# DATASET:
╭──
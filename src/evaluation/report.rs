use anyhow::{Context, Result};
use atomic_write_file::AtomicWriteFile;
use chrono::{DateTime, Local};
use serde::{Deserialize, Serialize};
use std::fs::{self, File};
use std::path::{Path, PathBuf};

use super::engine::EvaluationRun;
use super::types::{DimensionFailure, EvaluationResult};

pub const REPORT_TYPE: &str = "model_evaluation_summary";

/// Timestamp format used in generated file names
pub const FILE_TIMESTAMP_FORMAT: &str = "%Y%m%d_%H%M%S";

#[derive(Debug, Clone, PartialEq, Serialize, Deserialize)]
pub struct Report {
    pub metadata: ReportMetadata,
    pub summary: Summary,
    pub detailed_results: Vec<EvaluationResult>,
}

#[derive(Debug, Clone, PartialEq, Serialize, Deserialize)]
pub struct ReportMetadata {
    pub report_type: String,
    pub generated_timestamp: DateTime<Local>,
    /// Run duration in seconds
    pub evaluation_duration: f64,
    pub target_url: String,
    #[serde(default, skip_serializing_if = "Vec::is_empty")]
    pub failed_dimensions: Vec<DimensionFailure>,
}

#[derive(Debug, Clone, PartialEq, Serialize, Deserialize)]
pub struct Summary {
    pub total_dimensions: usize,
    pub total_weighted_score: f64,
    pub total_weight: f64,
    pub overall_score: f64,
}

impl Summary {
    /// `overall_score = Σweighted / Σweight`, or 0 when the weights sum to 0.
    pub fn from_results(results: &[EvaluationResult]) -> Self {
        let total_weighted_score: f64 = results.iter().map(|r| r.weighted_score).sum();
        let total_weight: f64 = results.iter().map(|r| r.weight).sum();
        let overall_score = if total_weight > 0.0 {
            total_weighted_score / total_weight
        } else {
            0.0
        };

        Self {
            total_dimensions: results.len(),
            total_weighted_score,
            total_weight,
            overall_score,
        }
    }
}

impl Report {
    pub fn from_run(run: EvaluationRun, target_url: &str) -> Self {
        Self {
            metadata: ReportMetadata {
                report_type: REPORT_TYPE.to_string(),
                generated_timestamp: Local::now(),
                evaluation_duration: run.duration.as_secs_f64(),
                target_url: target_url.to_string(),
                failed_dimensions: run.failures,
            },
            summary: Summary::from_results(&run.results),
            detailed_results: run.results,
        }
    }

    /// `evaluation_report_<YYYYMMDD_HHMMSS>.json`
    pub fn file_name(&self) -> String {
        format!(
            "evaluation_report_{}.json",
            self.metadata
                .generated_timestamp
                .format(FILE_TIMESTAMP_FORMAT)
        )
    }
}

/// Write the report into `dir` atomically and return its path.
pub fn write_report(dir: &Path, report: &Report) -> Result<PathBuf> {
    write_json(dir, &report.file_name(), report)
}

/// Load a report previously written with [`write_report`].
pub fn read_report(path: &Path) -> Result<Report> {
    let file = File::open(path)
        .with_context(|| format!("Failed to open report at {}", path.display()))?;
    serde_json::from_reader(file)
        .with_context(|| format!("Failed to parse report at {}", path.display()))
}

/// Pretty-print `value` to `dir/name` through an atomic rename.
pub(crate) fn write_json<T: Serialize>(dir: &Path, name: &str, value: &T) -> Result<PathBuf> {
    fs::create_dir_all(dir)
        .with_context(|| format!("Failed to create output directory at {}", dir.display()))?;

    let path = dir.join(name);
    let mut file = AtomicWriteFile::open(&path)
        .with_context(|| format!("Failed to open atomic write file at {}", path.display()))?;
    serde_json::to_writer_pretty(&mut file, value)
        .with_context(|| format!("Failed to serialize {}", name))?;
    file.commit()
        .with_context(|| format!("Failed to save {}", path.display()))?;

    Ok(path)
}

#[cfg(test)]
mod tests {
    use super::*;
    use crate::evaluation::dimension::Dimension;
    use crate::evaluation::engine::evaluate_dimension;
    use crate::evaluation::probe::HostSnapshot;
    use std::time::Duration;

    fn sample_run(weights: [f64; 5]) -> EvaluationRun {
        let snapshot = HostSnapshot {
            cpu_percent: 15.0,
            memory_percent: 45.0,
            process_count: 80,
        };
        let results = Dimension::ALL
            .into_iter()
            .zip(weights)
            .map(|(d, w)| evaluate_dimension(d, w, Some(&snapshot)))
            .collect();
        EvaluationRun {
            results,
            failures: Vec::new(),
            duration: Duration::from_millis(1500),
        }
    }

    #[test]
    fn test_summary_overall_score() {
        let run = sample_run([0.8, 0.7, 0.1, 0.3, 0.2]);
        let summary = Summary::from_results(&run.results);

        let weighted: f64 = run.results.iter().map(|r| r.score * r.weight).sum();
        assert_eq!(summary.total_dimensions, 5);
        assert!((summary.total_weight - 2.1).abs() < 1e-9);
        assert!((summary.overall_score - weighted / 2.1).abs() < 1e-9);
    }

    #[test]
    fn test_summary_zero_weights() {
        let run = sample_run([0.0; 5]);
        let summary = Summary::from_results(&run.results);
        assert_eq!(summary.total_weight, 0.0);
        assert_eq!(summary.overall_score, 0.0);
    }

    #[test]
    fn test_summary_empty() {
        let summary = Summary::from_results(&[]);
        assert_eq!(summary.total_dimensions, 0);
        assert_eq!(summary.overall_score, 0.0);
    }

    #[test]
    fn test_file_name_format() {
        let report = Report::from_run(sample_run([0.2; 5]), "host:1");
        let name = report.file_name();
        assert!(name.starts_with("evaluation_report_"));
        assert!(name.ends_with(".json"));
        // evaluation_report_ + YYYYMMDD_HHMMSS + .json
        assert_eq!(name.len(), "evaluation_report_".len() + 15 + ".json".len());
    }

    #[test]
    fn test_write_and_read_roundtrip() {
        let dir = tempfile::tempdir().unwrap();
        let report = Report::from_run(sample_run([0.8, 0.7, 0.1, 0.3, 0.2]), "10.0.0.1:5011");

        let path = write_report(dir.path(), &report).unwrap();
        assert!(path.exists());

        let loaded = read_report(&path).unwrap();
        assert_eq!(loaded.summary.overall_score, report.summary.overall_score);
        assert_eq!(loaded.detailed_results.len(), 5);
        assert_eq!(loaded.metadata.report_type, REPORT_TYPE);
        assert!(loaded.metadata.failed_dimensions.is_empty());
    }

    #[test]
    fn test_failed_dimensions_serialized_only_when_present() {
        let mut run = sample_run([0.5; 5]);
        let report = Report::from_run(run.clone(), "t");
        let json = serde_json::to_value(&report).unwrap();
        assert!(json["metadata"].get("failed_dimensions").is_none());

        run.failures.push(DimensionFailure {
            dimension: Dimension::Security,
            error: "probe offline".to_string(),
        });
        let json = serde_json::to_value(Report::from_run(run, "t")).unwrap();
        assert_eq!(json["metadata"]["failed_dimensions"][0]["dimension"], "security");
    }
}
╰──
# EXERCISE DIRECTIONS:
Set down exactly the lines from the start of the records to the line with "let total_weight: f64". Include that line, and add nothing more.

# TASK RESPONSE:
filename src/evaluation/report.rs
use anyhow::{Context, Result};
use atomic_write_file::AtomicWriteFile;
use chrono::{DateTime, Local};
use serde::{Deserialize, Serialize};
use std::fs::{self, File};
use std::path::{Path, PathBuf};

use super::engine::EvaluationRun;
use super::types::{DimensionFailure, EvaluationResult};

pub const REPORT_TYPE: &str = "model_evaluation_summary";

/// Timestamp format used in generated file names
pub const FILE_TIMESTAMP_FORMAT: &str = "%Y%m%d_%H%M%S";

#[derive(Debug, Clone, PartialEq, Serialize, Deserialize)]
pub struct Report {
    pub metadata: ReportMetadata,
    pub summary: Summary,
    pub detailed_results: Vec<EvaluationResult>,
}

#[derive(Debug, Clone, PartialEq, Serialize, Deserialize)]
pub struct ReportMetadata {
    pub report_type: String,
    pub generated_timestamp: DateTime<Local>,
    /// Run duration in seconds
    pub evaluation_duration: f64,
    pub target_url: String,
    #[serde(default, skip_serializing_if = "Vec::is_empty")]
    pub failed_dimensions: Vec<DimensionFailure>,
}

#[derive(Debug, Clone, PartialEq, Serialize, Deserialize)]
pub struct Summary {
    pub total_dimensions: usize,
    pub total_weighted_score: f64,
    pub total_weight: f64,
    pub overall_score: f64,
}

impl Summary {
    /// `overall_score = Σweighted / Σweight`, or 0 when the weights sum to 0.
    pub fn from_results(results: &[EvaluationResult]) -> Self {
        let total_weighted_score: f64 = results.iter().map(|r| r.weighted_score).sum();
        let total_weight: f64 = results.iter().map(|r| r.weight).sum();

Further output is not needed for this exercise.